=== Section Start ===

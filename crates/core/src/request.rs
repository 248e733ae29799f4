use std::path::PathBuf;

use crate::DEFAULT_DESTINATION;

/// What to do when the destination already exists.
#[derive(Debug, Clone, Copy, PartialEq, Eq, Default)]
pub enum ClobberPolicy {
    #[default]
    Overwrite,
    /// Leave an existing destination untouched and report the skip.
    NoClobber,
}

/// The aggregate input of one join, built per invocation and used once.
#[derive(Debug, Clone)]
pub struct JoinRequest {
    /// Already-resolved fragment files. Emitted before `paths`.
    pub files: Vec<PathBuf>,
    /// Path strings, resolved against `base_dir` and checked for existence.
    pub paths: Vec<String>,
    /// Inline expressions, emitted verbatim after all file fragments.
    pub expressions: Vec<String>,
    /// Final result expression. Present and non-empty selects the
    /// `let ... in <result>` wrapping; otherwise the record wrapping.
    pub result: Option<String>,
    pub destination: PathBuf,
    pub clobber: ClobberPolicy,
    /// Directory that relative `paths` entries resolve against.
    pub base_dir: PathBuf,
}

impl Default for JoinRequest {
    fn default() -> Self {
        JoinRequest {
            files: Vec::new(),
            paths: Vec::new(),
            expressions: Vec::new(),
            result: None,
            destination: PathBuf::from(DEFAULT_DESTINATION),
            clobber: ClobberPolicy::Overwrite,
            base_dir: PathBuf::from("."),
        }
    }
}

impl JoinRequest {
    /// The result expression, treating an empty string as absent.
    pub fn result_expr(&self) -> Option<&str> {
        self.result.as_deref().filter(|r| !r.is_empty())
    }
}
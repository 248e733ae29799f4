use std::path::PathBuf;

/// All errors a join can fail with. Every variant aborts the join before
/// the destination is touched, except `Io` raised by the write itself.
#[derive(Debug, thiserror::Error)]
pub enum JoinError {
    /// A path string (or file entry) does not resolve to a readable regular file.
    #[error("invalid path '{path}': {reason}")]
    InvalidPath { path: String, reason: String },

    /// The destination is not a usable file path.
    #[error("invalid destination '{path}': {reason}")]
    InvalidDestination { path: String, reason: String },

    /// Neither file-based nor inline fragments were supplied.
    #[error("no input: supply at least one file, path or expression")]
    MissingInput,

    /// A join manifest could not be read or parsed.
    #[error("invalid manifest '{}': {message}", path.display())]
    InvalidManifest { path: PathBuf, message: String },

    /// Reading a fragment or writing the artifact failed.
    #[error("i/o error on '{}': {source}", path.display())]
    Io {
        path: PathBuf,
        #[source]
        source: std::io::Error,
    },
}

impl JoinError {
    pub fn invalid_path(path: impl Into<String>, reason: impl Into<String>) -> Self {
        JoinError::InvalidPath {
            path: path.into(),
            reason: reason.into(),
        }
    }

    pub fn invalid_destination(path: impl Into<String>, reason: impl Into<String>) -> Self {
        JoinError::InvalidDestination {
            path: path.into(),
            reason: reason.into(),
        }
    }

    pub fn io(path: impl Into<PathBuf>, source: std::io::Error) -> Self {
        JoinError::Io {
            path: path.into(),
            source,
        }
    }

    /// Short machine-readable kind, used by the CLI's JSON error output.
    pub fn kind(&self) -> &'static str {
        match self {
            JoinError::InvalidPath { .. } => "invalid_path",
            JoinError::InvalidDestination { .. } => "invalid_destination",
            JoinError::MissingInput => "missing_input",
            JoinError::InvalidManifest { .. } => "invalid_manifest",
            JoinError::Io { .. } => "io",
        }
    }
}
//! Assemble: render fragments and wrap them in a binding block or record.
//!
//! No expression syntax is checked; fragment text passes through as-is.

use crate::fragment::Fragment;

/// Separator between rendered fragments.
pub const SEPARATOR: &str = ",\n";

/// How the joined fragments are wrapped.
#[derive(Debug, Clone, Copy, PartialEq, Eq)]
pub enum Wrapping<'a> {
    /// `let <bindings> in <result>`
    BindingBlock { result: &'a str },
    /// `[<bindings>]`
    Record,
}

impl<'a> Wrapping<'a> {
    /// Binding block when a non-empty result is given, record otherwise.
    pub fn for_result(result: Option<&'a str>) -> Self {
        match result {
            Some(result) if !result.is_empty() => Wrapping::BindingBlock { result },
            _ => Wrapping::Record,
        }
    }

    pub fn opening(&self) -> &'static str {
        match self {
            Wrapping::BindingBlock { .. } => "let ",
            Wrapping::Record => "[",
        }
    }

    pub fn closing(&self) -> String {
        match self {
            Wrapping::BindingBlock { result } => format!(" in {}", result),
            Wrapping::Record => "]".to_string(),
        }
    }
}

/// Render file fragments, then inline expressions, joined by
/// [`SEPARATOR`] and wrapped according to `result`.
pub fn assemble(
    file_fragments: &[Fragment],
    inline_expressions: &[String],
    result: Option<&str>,
) -> String {
    let inline: Vec<Fragment> = inline_expressions
        .iter()
        .map(|e| Fragment::inline(e.as_str()))
        .collect();
    assemble_fragments(file_fragments.iter().chain(inline.iter()), result)
}

/// Lower-level form of [`assemble`] over an already ordered fragment list.
pub fn assemble_fragments<'f>(
    fragments: impl IntoIterator<Item = &'f Fragment>,
    result: Option<&str>,
) -> String {
    let wrapping = Wrapping::for_result(result);
    let body = fragments
        .into_iter()
        .map(Fragment::to_string)
        .collect::<Vec<_>>()
        .join(SEPARATOR);

    let mut text = String::with_capacity(body.len() + 16);
    text.push_str(wrapping.opening());
    text.push_str(&body);
    text.push_str(&wrapping.closing());
    text
}
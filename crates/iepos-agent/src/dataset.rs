//! Plan menu sources
//!
//! A source supplies each node's ordered menu once per phase, before the
//! first Ascend. The menu is immutable for the rest of the phase.

use std::collections::HashMap;

use iepos_common::{IeposError, NodeId, Phase, Plan, Result};

pub trait PlanSource: Send + Sync {
    /// Ordered candidate plans of `node` for `phase`
    fn plans(&self, node: NodeId, phase: Phase) -> Result<Vec<Plan>>;

    /// Number of states of every plan this source produces
    fn plan_size(&self) -> usize;
}

/// Check that every plan of a menu has `plan_size` states
pub fn validate_menu(plans: &[Plan], plan_size: usize) -> Result<()> {
    let reference = Plan::zeros(plan_size);
    for plan in plans {
        reference.check_same_shape(plan)?;
    }
    Ok(())
}

/// Fixed, phase-independent menus held in memory
#[derive(Debug, Clone, Default)]
pub struct StaticPlans {
    plan_size: usize,
    menus: HashMap<NodeId, Vec<Plan>>,
}

impl StaticPlans {
    pub fn new(plan_size: usize) -> Self {
        Self {
            plan_size,
            menus: HashMap::new(),
        }
    }

    /// Set the menu of `node` (builder style)
    pub fn with_menu(mut self, node: NodeId, plans: Vec<Plan>) -> Self {
        self.menus.insert(node, plans);
        self
    }

    pub fn set_menu(&mut self, node: NodeId, plans: Vec<Plan>) {
        self.menus.insert(node, plans);
    }
}

impl PlanSource for StaticPlans {
    fn plans(&self, node: NodeId, _phase: Phase) -> Result<Vec<Plan>> {
        let plans = self
            .menus
            .get(&node)
            .cloned()
            .ok_or_else(|| IeposError::Dataset(format!("no menu for {}", node)))?;
        validate_menu(&plans, self.plan_size)?;
        Ok(plans)
    }

    fn plan_size(&self) -> usize {
        self.plan_size
    }
}

#[cfg(test)]
mod tests {
    use super::*;
    use chrono::Utc;

    #[test]
    fn test_static_plans() {
        let source = StaticPlans::new(2).with_menu(NodeId(0), vec![Plan::zeros(2), Plan::zeros(2)]);
        assert_eq!(source.plans(NodeId(0), Utc::now()).unwrap().len(), 2);
        assert!(matches!(
            source.plans(NodeId(1), Utc::now()),
            Err(IeposError::Dataset(_))
        ));
    }

    #[test]
    fn test_rejects_wrong_plan_size() {
        let source = StaticPlans::new(2).with_menu(NodeId(0), vec![Plan::zeros(3)]);
        assert!(matches!(source.plans(NodeId(0), Utc::now()), Err(IeposError::Config(_))));
    }
}
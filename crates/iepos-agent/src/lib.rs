//! # IEPOS Agent
//!
//! Iterative tree aggregation and plan selection for the I-EPOS family.
//!
//! ## Iteration
//!
//! ```text
//! leaves -> Up(aggregate, menu, subtree size) -> ... -> root
//! root:   Decide(own menu against aggregate) -> global plan
//! root -> Down(global plan, selected index, discard) -> ... -> leaves
//! ```
//!
//! Every node picks the best combination of its children's own menus
//! against the children's aggregate; the parent's choice is what each node
//! adopts on the way down.
//!
//! ## Policies
//!
//! Fitness functions and local search are trait objects chosen at
//! construction and cloned per node (and per phase for fitness).

pub mod combinatorial;
pub mod cost;
pub mod dataset;
pub mod fitness;
pub mod history;
pub mod local_search;
pub mod protocol;
pub mod telemetry;

use iepos_common::{ConfigError, Result, DEFAULT_HISTORY_SIZE, DEFAULT_NUM_ITERATIONS};
use serde::{Deserialize, Serialize};

pub use combinatorial::{CombinatorialSpace, RampUp};
pub use dataset::{PlanSource, StaticPlans};
pub use fitness::{FitnessKind, IterativeFitnessFunction, PatternMatchFitness, VarianceFitness};
pub use history::HistoryStore;
pub use local_search::{GreedyBranchSearch, LocalSearch, LocalSearchKind};
pub use protocol::{
    exhaustive_nodes, iepos_nodes, ExhaustiveNode, IeposAgent, IterativeNode, LocalNetwork, PhaseReport,
    ProtocolNode, Topology,
};
pub use telemetry::{FanoutSink, MeasurementSink, RecordingSink, TracingSink};

/// Agent configuration
#[derive(Debug, Clone, PartialEq, Serialize, Deserialize)]
#[serde(default)]
pub struct AgentConfig {
    /// Iterations per phase
    pub num_iterations: usize,
    /// Archived phases kept per node
    pub history_size: usize,
    /// Ramp-up growth rate; `None` exposes every combination
    pub ramp_up_rate: Option<f64>,
}

impl Default for AgentConfig {
    fn default() -> Self {
        Self {
            num_iterations: DEFAULT_NUM_ITERATIONS,
            history_size: DEFAULT_HISTORY_SIZE,
            ramp_up_rate: None,
        }
    }
}

impl AgentConfig {
    pub fn validate(&self) -> Result<()> {
        if self.num_iterations == 0 {
            return Err(ConfigError::ZeroIterations.into());
        }
        if self.history_size == 0 {
            return Err(ConfigError::InvalidHistorySize.into());
        }
        self.ramp_up()?;
        Ok(())
    }

    pub fn ramp_up(&self) -> Result<Option<RampUp>> {
        self.ramp_up_rate.map(RampUp::new).transpose()
    }
}

#[cfg(test)]
mod tests {
    use super::*;
    use iepos_common::IeposError;

    #[test]
    fn test_default_config() {
        let config = AgentConfig::default();
        assert_eq!(config.num_iterations, 20);
        assert_eq!(config.history_size, 5);
        assert!(config.ramp_up().unwrap().is_none());
        assert!(config.validate().is_ok());
    }

    #[test]
    fn test_invalid_config() {
        let zero = AgentConfig {
            num_iterations: 0,
            ..AgentConfig::default()
        };
        assert!(matches!(
            zero.validate(),
            Err(IeposError::Config(ConfigError::ZeroIterations))
        ));

        let negative_rate = AgentConfig {
            ramp_up_rate: Some(-1.0),
            ..AgentConfig::default()
        };
        assert!(negative_rate.validate().is_err());
    }

    #[test]
    fn test_config_from_json() {
        let config: AgentConfig = serde_json::from_str(r#"{"num_iterations": 3, "ramp_up_rate": 0.5}"#).unwrap();
        assert_eq!(config.num_iterations, 3);
        assert_eq!(config.history_size, 5);
        assert_eq!(config.ramp_up_rate, Some(0.5));
    }
}
//! Pattern matching against the cost signal
//!
//! The pattern is inverted, mean-centered and rescaled to the standard
//! deviation and mean of each candidate total before the RMS error is
//! taken, so only the shape of the signal matters, not its magnitude or
//! sign.

use iepos_common::{AgentPlans, Plan};
use ordered_float::OrderedFloat;

use super::{background_aggregate, IterativeFitnessFunction, SelectionContext, SnapshotCombinators};

#[derive(Debug, Clone, Default)]
pub struct PatternMatchFitness {
    combinators: SnapshotCombinators,
}

impl PatternMatchFitness {
    pub fn with_combinators(combinators: SnapshotCombinators) -> Self {
        Self { combinators }
    }

    /// Pattern normalized to the moments of `total`.
    ///
    /// A flat pattern has no shape to rescale and collapses to the mean of
    /// `total`.
    pub fn normalized_pattern(pattern: &Plan, total: &Plan) -> Plan {
        let mut normalized = pattern.clone();
        normalized.reverse();
        normalized.subtract_scalar(normalized.avg());

        let pattern_std = normalized.std_deviation();
        let scale = if pattern_std > 0.0 {
            total.std_deviation() / pattern_std
        } else {
            0.0
        };
        normalized.multiply(scale);
        normalized.add_scalar(total.avg());
        normalized
    }

    fn score(pattern: &Plan, total: &Plan) -> f64 {
        Self::normalized_pattern(pattern, total).root_mean_square_error(total)
    }
}

impl IterativeFitnessFunction for PatternMatchFitness {
    fn select(&self, ctx: &SelectionContext<'_>, aggregate: &Plan, candidates: &[Plan]) -> Option<usize> {
        let background = background_aggregate(ctx.previous, aggregate);

        candidates
            .iter()
            .enumerate()
            .min_by_key(|(_, candidate)| {
                let mut total = background.clone();
                total.add(candidate);
                OrderedFloat(Self::score(ctx.cost_signal, &total))
            })
            .map(|(i, _)| i)
    }

    fn update_previous(
        &mut self,
        previous: Option<&mut AgentPlans>,
        current: &AgentPlans,
        _cost_signal: &Plan,
        iteration: usize,
    ) {
        if let Some(previous) = previous {
            self.combinators.fold(previous, current, iteration);
        }
    }

    fn robustness(&self, plan: &Plan, cost_signal: &Plan, _historic: Option<&AgentPlans>) -> f64 {
        plan.root_mean_square_error(cost_signal)
    }

    fn box_clone(&self) -> Box<dyn IterativeFitnessFunction> {
        Box::new(self.clone())
    }

    fn name(&self) -> &'static str {
        "pattern"
    }
}

#[cfg(test)]
mod tests {
    use super::*;
    use iepos_common::NodeId;

    #[test]
    fn test_normalized_pattern_moments() {
        let pattern = Plan::from_values(vec![1.0, 2.0, 3.0, 4.0]);
        let total = Plan::from_values(vec![10.0, 30.0, 10.0, 30.0]);
        let normalized = PatternMatchFitness::normalized_pattern(&pattern, &total);

        assert!((normalized.avg() - total.avg()).abs() < 1e-9);
        assert!((normalized.std_deviation() - total.std_deviation()).abs() < 1e-9);
        // inverted: the largest pattern value becomes the smallest
        assert!(normalized.value(3) < normalized.value(0));
    }

    #[test]
    fn test_flat_pattern_collapses_to_mean() {
        let pattern = Plan::from_values(vec![2.0, 2.0, 2.0]);
        let total = Plan::from_values(vec![1.0, 2.0, 6.0]);
        let normalized = PatternMatchFitness::normalized_pattern(&pattern, &total);
        assert!(normalized.values().iter().all(|v| (v - 3.0).abs() < 1e-12));
    }

    #[test]
    fn test_selects_inverse_shape() {
        // high cost early, low cost late: consumption should shift late
        let signal = Plan::from_values(vec![4.0, 3.0, 2.0, 1.0]);
        let aggregate = Plan::zeros(4);
        let candidates = vec![
            Plan::from_values(vec![4.0, 3.0, 2.0, 1.0]),
            Plan::from_values(vec![1.0, 2.0, 3.0, 4.0]),
        ];
        let ctx = SelectionContext {
            node: NodeId(1),
            cost_signal: &signal,
            previous: None,
            num_nodes: Some(2),
            num_nodes_subtree: 1,
            layer: 1,
            avg_num_children: 1.0,
            iteration: 0,
        };

        let selected = PatternMatchFitness::default().select(&ctx, &aggregate, &candidates);
        assert_eq!(selected, Some(1));
    }
}
//! # IEPOS Common
//!
//! Shared types and errors for the I-EPOS tree aggregation protocol.
//!
//! ## Core Types
//!
//! - [`Plan`]: fixed-length numeric vector with discomfort, the currency of the protocol
//! - [`AgentPlans`]: a node's per-iteration snapshot (global, aggregate, selected, combinational)
//! - [`NodeId`] / [`Phase`]: node identity and planning-period timestamp
//!
//! ## Messages
//!
//! - [`message::MessageHeader`]: sender plus cumulative cost counters
//! - [`message::Payload`]: per-protocol payload union (I-EPOS and exhaustive variants)

pub mod error;
pub mod message;
pub mod types;

// Re-export commonly used types at crate root
pub use error::{ConfigError, IeposError, ProtocolError, Result};
pub use message::{
    ExhaustiveAggregate, ExhaustiveOptimal, IeposDown, IeposUp, Message, MessageHeader,
    PartialCombination, Payload, ProtocolPayload,
};
pub use types::{
    agent_plans::AgentPlans,
    node::{NodeId, Phase},
    plan::Plan,
};

/// IEPOS version
pub const VERSION: &str = env!("CARGO_PKG_VERSION");

/// Floor applied to the hop count when averaging branching factors
pub const MIN_HOPS_DIVISOR: f64 = 0.1;

/// Default number of iterations per phase
pub const DEFAULT_NUM_ITERATIONS: usize = 20;

/// Default number of archived phases
pub const DEFAULT_HISTORY_SIZE: usize = 5;
//! The task runtime against the in-process network

use std::fs;
use std::sync::Arc;

use chrono::{Duration, TimeZone, Utc};
use iepos_agent::telemetry::RecordingSink;
use iepos_agent::{
    exhaustive_nodes, iepos_nodes, AgentConfig, GreedyBranchSearch, LocalNetwork, LocalSearch, Topology,
    VarianceFitness,
};
use iepos_common::{Phase, Plan};
use iepos_sim::config::{DatasetSettings, DatasetSource, ProtocolKind, RuntimeMode};
use iepos_sim::{Experiment, NoiseDataset, SimConfig, TreeRuntime};

const PLAN_SIZE: usize = 6;

fn phase(day: i64) -> Phase {
    Utc.with_ymd_and_hms(2024, 3, 1, 0, 0, 0).unwrap() + Duration::days(day)
}

fn dataset(num_nodes: usize) -> NoiseDataset {
    NoiseDataset::new(
        num_nodes,
        &DatasetSettings {
            num_plans: 4,
            plan_size: PLAN_SIZE,
            seed: 42,
            ..DatasetSettings::default()
        },
    )
    .unwrap()
}

#[tokio::test]
async fn test_tasks_match_local_network_over_phases() {
    let topology = Topology::balanced(15, 2).unwrap();
    let config = AgentConfig {
        num_iterations: 4,
        history_size: 2,
        ramp_up_rate: Some(0.5),
    };
    let signal = Plan::zeros(PLAN_SIZE);
    let greedy: &dyn LocalSearch = &GreedyBranchSearch::default();
    let source = dataset(topology.len());

    let build = || {
        iepos_nodes(
            &topology,
            &config,
            &signal,
            &VarianceFitness::default(),
            Some(greedy),
            Arc::new(RecordingSink::new()),
        )
        .unwrap()
    };
    let mut local = LocalNetwork::new(topology.clone(), build()).unwrap();
    let mut tasks = TreeRuntime::spawn(&topology, build()).unwrap();

    let mut previous = None;
    for day in 0..3 {
        let expected = local.run_phase(phase(day), previous, &source).unwrap();
        let actual = tasks.run_phase(phase(day), previous, &source).await.unwrap();
        assert_eq!(actual, expected, "phase {}", day);
        previous = Some(phase(day));
    }

    tasks.shutdown().await.unwrap();
}

#[tokio::test]
async fn test_exhaustive_over_tasks() {
    let topology = Topology::balanced(4, 3).unwrap();
    let signal = Plan::zeros(PLAN_SIZE);
    let source = dataset(topology.len());
    let sink = Arc::new(RecordingSink::new());

    let mut local = LocalNetwork::new(
        topology.clone(),
        exhaustive_nodes(&topology, &signal, &VarianceFitness::default(), Arc::new(RecordingSink::new())),
    )
    .unwrap();
    let mut tasks = TreeRuntime::spawn(
        &topology,
        exhaustive_nodes(&topology, &signal, &VarianceFitness::default(), sink.clone()),
    )
    .unwrap();

    let expected = local.run_phase(phase(0), None, &source).unwrap();
    let actual = tasks.run_phase(phase(0), None, &source).await.unwrap();
    assert_eq!(actual, expected);
    assert_eq!(actual.iterations, 1);
    assert_eq!(sink.global().len(), 1);
    assert_eq!(sink.local().len(), 4);

    tasks.shutdown().await.unwrap();
}

#[tokio::test]
async fn test_experiment_from_plan_files() {
    let dir = std::env::temp_dir().join(format!("iepos-sim-files-{}", std::process::id()));
    fs::create_dir_all(&dir).unwrap();
    fs::write(dir.join("0.plans"), "0:0,0\n").unwrap();
    fs::write(dir.join("1.plans"), "0:1,0\n0.5:0,1\n").unwrap();
    fs::write(dir.join("2.plans"), "0:0,2\n0.25:0,1\n").unwrap();

    let mut config = SimConfig::default();
    config.topology.num_nodes = 3;
    config.algorithm.num_iterations = 1;
    config.dataset = DatasetSettings {
        source: DatasetSource::Files,
        plan_size: 2,
        directory: Some(dir.clone()),
        ..DatasetSettings::default()
    };

    let summaries = Experiment::new(config).unwrap().run().await.unwrap();
    assert_eq!(summaries.len(), 1);

    // [1,0] from node 1 and [0,1] from node 2 is the only flat combination
    let summary = &summaries[0];
    assert_eq!(summary.global_plan.as_ref().unwrap().values(), &[1.0, 1.0]);
    assert_eq!(summary.measure("std"), Some(0.0));
    assert_eq!(summary.local_discomfort, 0.25);

    fs::remove_dir_all(&dir).unwrap();
}

#[tokio::test]
async fn test_exhaustive_experiment_never_worse_than_iepos() {
    let mut config = SimConfig::default();
    config.topology.num_nodes = 5;
    config.topology.branching = 2;
    config.dataset.num_plans = 3;
    config.dataset.plan_size = PLAN_SIZE;
    config.dataset.seed = 9;
    config.runtime.mode = RuntimeMode::Local;

    let iepos = Experiment::new(config.clone()).unwrap().run().await.unwrap();
    config.algorithm.protocol = ProtocolKind::Exhaustive;
    let exhaustive = Experiment::new(config).unwrap().run().await.unwrap();

    let variance = |plan: &Option<Plan>| plan.as_ref().unwrap().variance();
    assert!(variance(&exhaustive[0].global_plan) <= variance(&iepos[0].global_plan) + 1e-12);
    assert_eq!(exhaustive[0].iterations, 1);
}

=== Section End ===

### About this exercise
Your output is to be the lines of the listing, exact and complete, starting at the first and ending with the line that contains "report the skip.".

### Written reply
filename crates/core/src/request.rs
repository 248e733ae29799f4
use std::path::PathBuf;

use crate::DEFAULT_DESTINATION;

/// What to do when the destination already exists.
#[derive(Debug, Clone, Copy, PartialEq, Eq, Default)]
pub enum ClobberPolicy {
    #[default]
    Overwrite,
    /// Leave an existing destination untouched and report the skip.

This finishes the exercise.